FPGAs are flexible, reprogrammable chips which can do certain tasks faster than CPUs, for example, video encoding and other data-intensive tasks. Once the domain of expensive hardware broadcast appliances, FPGAs are now available in the cloud allowing for cheaper, more flexible encoding.
In fact, according to NGCodec founder Oliver Gunasekara, video transcoding makes up a large percentage of cloud work loads and this increasing year on year. The demand for more video and the demand for more efficiently-compressed video both push up the encoding requirements. HEVC and AV1 both need much more encoding power than AVC, but the reduced bitrate can be worth it as long as the transcoding is quick enough and the right cost.
Oliver looks at the likely future adoption of new codecs is likely to playout which will directly feed into the quality of experience: start-up time, visual quality, buffering are all helped by reduced bitrate requirements.

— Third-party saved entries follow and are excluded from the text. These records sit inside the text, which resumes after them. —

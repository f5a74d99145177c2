// ── Literal ───────────────────────────────────────────────────────────────

/// An argument literal.
#[derive(Debug, Clone, PartialEq)]
pub enum Literal {
    /// `null` / `nil`
    Null,
    Bool(bool),
    Integer(i64),
    Float(f64),
    /// Quoted string, either quote style.
    Str(String),
    /// `[a, b, c]`
    Seq(Vec<Literal>),
    /// `{key: value, ...}` in source order, keys unique.
    Map(Vec<(String, Literal)>),
}

// ── Call ──────────────────────────────────────────────────────────────────

/// One `name(args) { body }` expression.
///
/// ```text
/// parser("csv") {
///     charset "UTF-8"
/// }
/// ```
#[derive(Debug, Clone, PartialEq)]
pub struct Call {
    pub name: String,
    /// Positional arguments as written. Arity is not checked here.
    pub args: Vec<Literal>,
    /// `None` when no `{ }` follows the call, `Some(vec![])` for an empty body.
    pub block: Option<Vec<Call>>,
    /// 1-based position of the call name.
    pub line: usize,
    pub col: usize,
}

// ── Program ───────────────────────────────────────────────────────────────

/// The top-level parse result: the calls of a source file, in order.
#[derive(Debug, Clone, PartialEq, Default)]
pub struct Program {
    pub calls: Vec<Call>,
}
//! Errors raised while building or loading a configuration.

use std::path::PathBuf;

use sluice_dsl::ParseError;
use thiserror::Error;

#[derive(Debug, Error)]
pub enum ConfigError {
    #[error(transparent)]
    Syntax(#[from] ParseError),

    /// A call got more positional arguments than it accepts, or `input` /
    /// `output` got anything other than exactly one.
    #[error("arity error in `{name}`: {message}")]
    Arity { name: String, message: String },

    /// A call that needs a `{ }` body was written without one.
    #[error("{name} block must be specified")]
    MissingBlock { name: String },

    #[error("unknown event: {0:?} (expected \"start\" or \"complete\")")]
    UnknownEvent(String),

    #[error("failed to read {}: {source}", .path.display())]
    Io {
        path: PathBuf,
        #[source]
        source: std::io::Error,
    },

    #[error("JSON config error: {0}")]
    Json(#[from] serde_json::Error),

    #[error("YAML config error: {0}")]
    Yaml(#[from] serde_yaml::Error),

    /// Events can only be attached by DSL sources.
    #[error("{} is not a DSL config", .0.display())]
    NotDsl(PathBuf),

    #[error("expected an object at the top of the config, got {0}")]
    NotAnObject(String),
}

impl ConfigError {
    pub(crate) fn arity(name: impl Into<String>, message: impl Into<String>) -> Self {
        Self::Arity { name: name.into(), message: message.into() }
    }

    pub(crate) fn missing_block(name: impl Into<String>) -> Self {
        Self::MissingBlock { name: name.into() }
    }
}

pub type ConfigResult<T> = std::result::Result<T, ConfigError>;
//! Loading configs from DSL, JSON or YAML sources.
//!
//! A driver usually wants the tree as plain JSON plus, for DSL sources, a
//! hook to fire lifecycle events around its run. [`ConfigLoader`] produces
//! both as an [`ExecConfig`].

use std::fmt;
use std::path::Path;

use serde_json::{Map, Value};

use crate::error::{ConfigError, ConfigResult};
use crate::events::EventName;
use crate::interp::parse;
use crate::root::RootConfig;
use crate::value::stringify;

// ── ExecEvent ─────────────────────────────────────────────────────────────

/// Lifecycle hooks a driver fires around one run.
pub trait ExecEvent {
    /// Called once before processing begins.
    fn on_start(&self) -> anyhow::Result<Option<Value>>;

    /// Called once after processing ends with the driver's result data.
    fn on_complete(&self, diff: &Value) -> anyhow::Result<Option<Value>>;
}

impl ExecEvent for RootConfig {
    fn on_start(&self) -> anyhow::Result<Option<Value>> {
        self.dispatch(EventName::Start, &[])
    }

    fn on_complete(&self, diff: &Value) -> anyhow::Result<Option<Value>> {
        self.dispatch(EventName::Complete, std::slice::from_ref(diff))
    }
}

// ── ExecConfig ────────────────────────────────────────────────────────────

/// A loaded config: the tree as JSON and, for DSL sources, its event hook.
pub struct ExecConfig {
    source: Map<String, Value>,
    event: Option<Box<dyn ExecEvent>>,
}

impl ExecConfig {
    pub fn new(source: Map<String, Value>, event: Option<Box<dyn ExecEvent>>) -> Self {
        Self { source, event }
    }

    pub fn source(&self) -> &Map<String, Value> {
        &self.source
    }

    pub fn event(&self) -> Option<&dyn ExecEvent> {
        self.event.as_deref()
    }

    pub fn into_source(self) -> Map<String, Value> {
        self.source
    }
}

impl From<RootConfig> for ExecConfig {
    fn from(root: RootConfig) -> Self {
        let source = root.root_element().to_json();
        Self::new(source, Some(Box::new(root)))
    }
}

impl fmt::Debug for ExecConfig {
    fn fmt(&self, f: &mut fmt::Formatter<'_>) -> fmt::Result {
        f.debug_struct("ExecConfig")
            .field("source", &self.source)
            .field("event", &self.event.is_some())
            .finish()
    }
}

// ── ConfigLoader ──────────────────────────────────────────────────────────

/// The source formats a [`ConfigLoader`] understands.
#[derive(Debug, Clone, Copy, PartialEq, Eq)]
pub enum SourceFormat {
    Dsl,
    Json,
    Yaml,
}

/// Reads config sources, picking the format by file extension.
///
/// DSL extensions (`.sluice`, `.rb` by default) are evaluated, `.json` is
/// read as JSON, and every other path is read as YAML.
#[derive(Debug, Clone)]
pub struct ConfigLoader {
    dsl_extensions: Vec<String>,
}

impl ConfigLoader {
    /// A loader treating `.sluice` and `.rb` files as DSL.
    pub fn new() -> Self {
        Self { dsl_extensions: vec!["sluice".to_string(), "rb".to_string()] }
    }

    /// Also treat files ending in `.{ext}` as DSL.
    pub fn with_dsl_extension(mut self, ext: impl Into<String>) -> Self {
        self.dsl_extensions.push(ext.into());
        self
    }

    pub fn is_dsl_path(&self, path: &Path) -> bool {
        self.format_of(path) == SourceFormat::Dsl
    }

    pub fn format_of(&self, path: &Path) -> SourceFormat {
        match path.extension().and_then(|e| e.to_str()) {
            Some(ext) if self.dsl_extensions.iter().any(|d| d == ext) => SourceFormat::Dsl,
            Some("json") => SourceFormat::Json,
            _ => SourceFormat::Yaml,
        }
    }

    /// Evaluate DSL source.
    pub fn from_dsl_str(&self, src: &str) -> ConfigResult<ExecConfig> {
        Ok(parse(src)?.into())
    }

    /// Read a JSON object. JSON configs carry no event hook.
    pub fn from_json_str(&self, src: &str) -> ConfigResult<ExecConfig> {
        let source = expect_object(serde_json::from_str(src)?)?;
        Ok(ExecConfig::new(source, None))
    }

    /// Read a YAML mapping. YAML configs carry no event hook.
    pub fn from_yaml_str(&self, src: &str) -> ConfigResult<ExecConfig> {
        let yaml: serde_yaml::Value = serde_yaml::from_str(src)?;
        let source = expect_object(yaml_to_json(&yaml))?;
        Ok(ExecConfig::new(source, None))
    }

    /// Build a config from `key=value` properties.
    ///
    /// Only keys starting with `prefix` are used, with the prefix stripped.
    /// Each value is read as a YAML literal, so `4` is a number, `true` a
    /// boolean and `[a, b]` a sequence.
    pub fn from_properties<I, K, V>(&self, props: I, prefix: &str) -> ConfigResult<Map<String, Value>>
    where
        I: IntoIterator<Item = (K, V)>,
        K: AsRef<str>,
        V: AsRef<str>,
    {
        let mut source = Map::new();
        for (key, value) in props {
            let Some(name) = key.as_ref().strip_prefix(prefix) else {
                continue;
            };
            let yaml: serde_yaml::Value = serde_yaml::from_str(value.as_ref())?;
            log::trace!("property {} = {:?}", name, value.as_ref());
            source.insert(name.to_string(), yaml_to_json(&yaml));
        }
        Ok(source)
    }

    /// Read and load the file at `path`.
    pub fn from_path(&self, path: impl AsRef<Path>) -> ConfigResult<ExecConfig> {
        let path = path.as_ref();
        let src = read_source(path)?;
        let format = self.format_of(path);
        log::debug!("loading {} as {:?}", path.display(), format);
        match format {
            SourceFormat::Dsl => self.from_dsl_str(&src),
            SourceFormat::Json => self.from_json_str(&src),
            SourceFormat::Yaml => self.from_yaml_str(&src),
        }
    }

    /// Read and evaluate the DSL file at `path`, keeping its events.
    pub fn load_root(&self, path: impl AsRef<Path>) -> ConfigResult<RootConfig> {
        let path = path.as_ref();
        if !self.is_dsl_path(path) {
            return Err(ConfigError::NotDsl(path.to_path_buf()));
        }
        parse(&read_source(path)?)
    }
}

impl Default for ConfigLoader {
    fn default() -> Self {
        Self::new()
    }
}

fn read_source(path: &Path) -> ConfigResult<String> {
    std::fs::read_to_string(path)
        .map_err(|source| ConfigError::Io { path: path.to_path_buf(), source })
}

fn expect_object(value: Value) -> ConfigResult<Map<String, Value>> {
    match value {
        Value::Object(source) => Ok(source),
        other => Err(ConfigError::NotAnObject(other.to_string())),
    }
}

/// Convert a YAML tree to JSON. Non-string keys use their scalar string
/// form; tags are dropped.
fn yaml_to_json(yaml: &serde_yaml::Value) -> Value {
    match yaml {
        serde_yaml::Value::Null => Value::Null,
        serde_yaml::Value::Bool(b) => Value::Bool(*b),
        serde_yaml::Value::Number(n) => {
            if let Some(i) = n.as_i64() {
                Value::from(i)
            } else if let Some(u) = n.as_u64() {
                Value::from(u)
            } else {
                // `.inf` and `.nan` have no JSON form
                n.as_f64()
                    .and_then(serde_json::Number::from_f64)
                    .map_or(Value::Null, Value::Number)
            }
        }
        serde_yaml::Value::String(s) => Value::String(s.clone()),
        serde_yaml::Value::Sequence(seq) => Value::Array(seq.iter().map(yaml_to_json).collect()),
        serde_yaml::Value::Mapping(map) => Value::Object(
            map.iter()
                .map(|(k, v)| {
                    let key = match k {
                        serde_yaml::Value::String(s) => s.clone(),
                        other => stringify(&yaml_to_json(other)),
                    };
                    (key, yaml_to_json(v))
                })
                .collect(),
        ),
        serde_yaml::Value::Tagged(tagged) => yaml_to_json(&tagged.value),
    }
}
//! Evaluates a parsed [`Program`] against [`ElementBuilder`] scopes.

use std::rc::Rc;

use serde_json::{Map, Number, Value};
use sluice_dsl::{parse_str, Call, Literal, Program};

use crate::builder::ElementBuilder;
use crate::error::{ConfigError, ConfigResult};
use crate::events::{callback, EventName};
use crate::root::RootConfig;

/// Parse DSL source and evaluate it into a [`RootConfig`].
///
/// Fails on the first syntax or call error; nothing built before the
/// failure is returned.
pub fn parse(src: &str) -> ConfigResult<RootConfig> {
    let program = parse_str(src)?;
    build(&program)
}

/// Evaluate an already parsed program against a fresh top-level scope.
pub fn build(program: &Program) -> ConfigResult<RootConfig> {
    let mut root = ElementBuilder::new();
    eval_calls(&mut root, &program.calls)?;
    let config = root.into_root();
    log::debug!("config built with {} top-level entries", config.root_element().len());
    Ok(config)
}

/// Evaluate `calls` in order against `scope`.
pub fn eval_calls(scope: &mut ElementBuilder, calls: &[Call]) -> ConfigResult<()> {
    for call in calls {
        eval_call(scope, call)?;
    }
    Ok(())
}

fn eval_call(scope: &mut ElementBuilder, call: &Call) -> ConfigResult<()> {
    log::trace!("{}:{}: `{}` with {} argument(s)", call.line, call.col, call.name, call.args.len());

    let args: Vec<Value> = call.args.iter().map(literal_to_json).collect();
    let body = call
        .block
        .as_deref()
        .map(|calls| move |child: &mut ElementBuilder| eval_calls(child, calls));

    match call.name.as_str() {
        "input"       => { scope.define_input(args, body)?; }
        "output"      => { scope.define_output(args, body)?; }
        "on_start"    => register_block_callback(scope, EventName::Start, call)?,
        "on_complete" => register_block_callback(scope, EventName::Complete, call)?,
        name          => { scope.dispatch_generic_call(name, args, body)?; }
    }
    Ok(())
}

/// `on_start { ... }`: keep the body and evaluate it only when the event fires.
/// The callback hands back the node the body builds.
fn register_block_callback(
    scope: &mut ElementBuilder,
    event: EventName,
    call: &Call,
) -> ConfigResult<()> {
    if !call.args.is_empty() {
        return Err(ConfigError::arity(event.slot(), "no positional arguments allowed"));
    }
    let Some(block) = &call.block else {
        return Err(ConfigError::missing_block(event.slot()));
    };

    let body: Rc<[Call]> = Rc::from(block.as_slice());
    scope.register(
        event,
        callback(move |_args| {
            let mut scope = ElementBuilder::new();
            eval_calls(&mut scope, &body)?;
            Ok(Some(Value::Object(scope.finalize().to_json())))
        }),
    );
    Ok(())
}

/// Convert a literal argument to the JSON form the builder works with.
pub fn literal_to_json(lit: &Literal) -> Value {
    match lit {
        Literal::Null => Value::Null,
        Literal::Bool(b) => Value::Bool(*b),
        Literal::Integer(n) => Value::from(*n),
        // the lexer only produces finite floats
        Literal::Float(f) => Number::from_f64(*f).map(Value::Number).unwrap_or(Value::Null),
        Literal::Str(s) => Value::String(s.clone()),
        Literal::Seq(items) => Value::Array(items.iter().map(literal_to_json).collect()),
        Literal::Map(entries) => Value::Object(
            entries
                .iter()
                .map(|(k, v)| (k.clone(), literal_to_json(v)))
                .collect::<Map<String, Value>>(),
        ),
    }
}

#[cfg(test)]
mod tests {
    use serde_json::json;

    use super::*;

    fn tree(src: &str) -> Value {
        Value::Object(parse(src).unwrap().root_element().to_json())
    }

    // ── generic rule ──────────────────────────────────────────────────────

    #[test]
    fn generic_scalar() {
        assert_eq!(tree(r#"foo("bar")"#), json!({"foo": "bar"}));
    }

    #[test]
    fn generic_sequence_is_not_stringified() {
        assert_eq!(tree("foo([1,2])"), json!({"foo": [1, 2]}));
    }

    #[test]
    fn numbers_and_booleans_are_stringified() {
        assert_eq!(
            tree("skip_header_lines 1\nratio 0.5\nstrict true\nnothing nil\nbare"),
            json!({
                "skip_header_lines": "1",
                "ratio": "0.5",
                "strict": "true",
                "nothing": "",
                "bare": ""
            })
        );
    }

    #[test]
    fn last_write_wins() {
        assert_eq!(tree("x \"a\"\nx \"b\""), json!({"x": "b"}));
    }

    #[test]
    fn nested_mapping_is_not_interpreted() {
        assert_eq!(
            tree(r#"filter({type: "rename", columns: {a: "b"}})"#),
            json!({"filter": {"type": "rename", "columns": {"a": "b"}}})
        );
    }

    // ── blocks ────────────────────────────────────────────────────────────

    #[test]
    fn input_gets_type() {
        let config = parse(r#"input("file") { }"#).unwrap();
        let input = config.root_element().get_node("in").unwrap();
        assert_eq!(input.get_str("type"), Some("file"));
        assert_eq!(config.root_element().len(), 1);
    }

    #[test]
    fn nested_parser_merges_type() {
        let value = tree(r#"input("file") { parser("csv") { charset "UTF-8" } }"#);
        assert_eq!(value["in"]["parser"], json!({"type": "csv", "charset": "UTF-8"}));
    }

    #[test]
    fn end_to_end_pipeline() {
        let value = tree(
            r#"
            input("file") { path_prefix "data_" decoders [{type: "gzip"}] }
            output("stdout") {}
            "#,
        );
        assert_eq!(
            value,
            json!({
                "in": {"type": "file", "path_prefix": "data_", "decoders": [{"type": "gzip"}]},
                "out": {"type": "stdout"}
            })
        );
    }

    #[test]
    fn reserved_names_are_only_special_at_call_position() {
        // `in` / `out` are ordinary generic keys
        assert_eq!(tree(r#"in "x"; out "y""#), json!({"in": "x", "out": "y"}));
    }

    // ── errors ────────────────────────────────────────────────────────────

    #[test]
    fn two_arguments_is_an_arity_error() {
        let err = parse("foo(1, 2)").unwrap_err();
        assert!(matches!(err, ConfigError::Arity { ref name, .. } if name == "foo"));
    }

    #[test]
    fn input_without_body() {
        let err = parse(r#"input("file")"#).unwrap_err();
        assert!(matches!(err, ConfigError::MissingBlock { .. }));
    }

    #[test]
    fn input_without_type() {
        let err = parse("input { }").unwrap_err();
        assert!(matches!(err, ConfigError::Arity { ref name, .. } if name == "input"));
    }

    #[test]
    fn nested_error_aborts_everything() {
        let err = parse(r#"ok "1"
            input("file") { parser("csv") { columns(1, 2) } }"#)
            .unwrap_err();
        assert!(matches!(err, ConfigError::Arity { ref name, .. } if name == "columns"));
    }

    #[test]
    fn syntax_error_surfaces() {
        let err = parse("foo(").unwrap_err();
        assert!(matches!(err, ConfigError::Syntax(_)));
    }

    #[test]
    fn overflowing_float_is_a_syntax_error() {
        for src in ["x 1e999", "x [1e999]", "x({r: -1e999})"] {
            let err = parse(src).unwrap_err();
            assert!(matches!(err, ConfigError::Syntax(ref e) if e.message.contains("out of range")), "{}", src);
        }
    }

    // ── events ────────────────────────────────────────────────────────────

    #[test]
    fn on_start_runs_only_when_dispatched() {
        let config = parse(r#"on_start { notify "ops" } name "nightly""#).unwrap();
        // the body is not part of the tree
        assert_eq!(Value::Object(config.root_element().to_json()), json!({"name": "nightly"}));
        assert_eq!(
            config.dispatch_event("start", &[]).unwrap(),
            Some(json!({"notify": "ops"}))
        );
    }

    #[test]
    fn on_complete_accepts_the_diff() {
        let config = parse(r#"on_complete { status "done" }"#).unwrap();
        assert_eq!(
            config.dispatch_event("complete", &[json!({"in": {"last_path": "x"}})]).unwrap(),
            Some(json!({"status": "done"}))
        );
        assert_eq!(config.dispatch_event("start", &[]).unwrap(), None);
    }

    #[test]
    fn later_on_start_overwrites() {
        let config = parse("on_start { n 1 }\non_start { n 2 }").unwrap();
        assert_eq!(config.dispatch_event("start", &[]).unwrap(), Some(json!({"n": "2"})));
    }

    #[test]
    fn on_start_inside_a_block_registers_globally() {
        let config = parse(r#"output("stdout") { on_start { hello "world" } }"#).unwrap();
        assert_eq!(
            Value::Object(config.root_element().to_json()),
            json!({"out": {"type": "stdout"}})
        );
        assert!(config.events().is_registered(EventName::Start));
    }

    #[test]
    fn callback_errors_surface_on_dispatch() {
        let config = parse("on_complete { bad(1, 2) }").unwrap();
        let err = config.dispatch_event("complete", &[json!(null)]).unwrap_err();
        assert!(matches!(err.downcast_ref::<ConfigError>(), Some(ConfigError::Arity { .. })));
    }

    #[test]
    fn event_registration_rules() {
        assert!(matches!(parse("on_start").unwrap_err(), ConfigError::MissingBlock { .. }));
        assert!(matches!(parse("on_start(1) { }").unwrap_err(), ConfigError::Arity { .. }));
    }

    // ── literal_to_json ───────────────────────────────────────────────────

    #[test]
    fn literal_conversion() {
        let lit = Literal::Map(vec![
            ("id".into(), Literal::Integer(7)),
            ("tags".into(), Literal::Seq(vec![Literal::Str("a".into()), Literal::Bool(false)])),
            ("ratio".into(), Literal::Float(0.25)),
            ("none".into(), Literal::Null),
        ]);
        assert_eq!(
            literal_to_json(&lit),
            json!({"id": 7, "tags": ["a", false], "ratio": 0.25, "none": null})
        );
    }
}
//! Lexer, parser, and AST for the **sluice** pipeline configuration DSL.
//!
//! The DSL is a sequence of Ruby-flavoured calls, each with at most a few
//! literal arguments and an optional nested body:
//!
//! ```text
//! input("file") {
//!     path_prefix "example/csv/sample_"
//!     decoders [{type: "gzip"}]
//!     parser("csv") { charset "UTF-8" }
//! }
//! output("stdout") {}
//! ```
//!
//! This crate only produces syntax. Giving calls a meaning (which names are
//! reserved, how many arguments are allowed) is the job of `sluice-config`.
//!
//! # Structure
//!
//! | Module | Contents |
//! |--------|----------|
//! | [`ast`] | `Program`, `Call`, `Literal` |
//! | [`error`] | `ParseError` |
//! | [`lexer`] | `Lexer`, `Token`, `TokenWithPos` |
//! | [`parser`] | `parse_str` entry point |
//!
//! # Quick start
//!
//! ```rust
//! use sluice_dsl::parse_str;
//!
//! let program = parse_str(r#"output("stdout") { }"#).unwrap();
//! assert_eq!(program.calls[0].name, "output");
//! ```

pub mod ast;
pub mod error;
pub mod lexer;
pub mod parser;

pub use ast::{Call, Literal, Program};
pub use error::ParseError;
pub use parser::parse_str;

#[cfg(test)]
mod parse_tests {
    use super::*;

    fn ok(src: &str) { parse_str(src).unwrap(); }
    fn err(src: &str) { parse_str(src).unwrap_err(); }

    #[test] fn empty_source() { ok(""); }
    #[test] fn only_comments() { ok("# nothing here\n// nor here\n"); }
    #[test] fn csv_pipeline() {
        ok(r#"
            input("file") {
                path_prefix "example/csv/sample_"
                decoders [
                    {type: "gzip"}
                ]
                parser("csv") {
                    charset "UTF-8"
                    newline "CRLF"
                    skip_header_lines 1
                    columns [
                        {name: "id", type: "long"},
                        {name: "time", type: "timestamp", format: "%Y-%m-%d %H:%M:%S"},
                        {name: "comment", type: "string"}
                    ]
                }
            }

            output("stdout") {
            }
        "#);
    }
    #[test] fn events() {
        ok(r#"
            on_start { banner "starting" }
            on_complete { notify "ops"; retries 3 }
        "#);
    }
    #[test] fn semicolons() { ok("a 1; b 2;; c(3);"); }
    #[test] fn err_unterminated_string() { err(r#"foo "oops"#); }
    #[test] fn err_unclosed_sequence() { err("foo [1, 2"); }
    #[test] fn err_double_comma() { err("foo(1,, 2)"); }
    #[test] fn err_mapping_as_bare_argument() { err("foo {a: 1}"); }
}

It’s worth looking at the differences and benefits of CPUs, FPGAs and ASICs. The talk examines the CPU-time needed to encode HEVC showing the difficulty in getting real-time frame rates and the downsides of software encoding. It may not be a surprise that NGCodec was acquired by FPGA manufacturer Xilinx earlier in 2019. Oliver shows us the roadmap, as of June 2019, of the codecs, VQ iterations and encoding densities planned.
The talk finishes with a variety of questions like the applicability of Machine Learning on encoding such as scene detection and upscaling algorithms, the applicability of C++ to Verilog conversion, the need for a CPU for supporting tasks.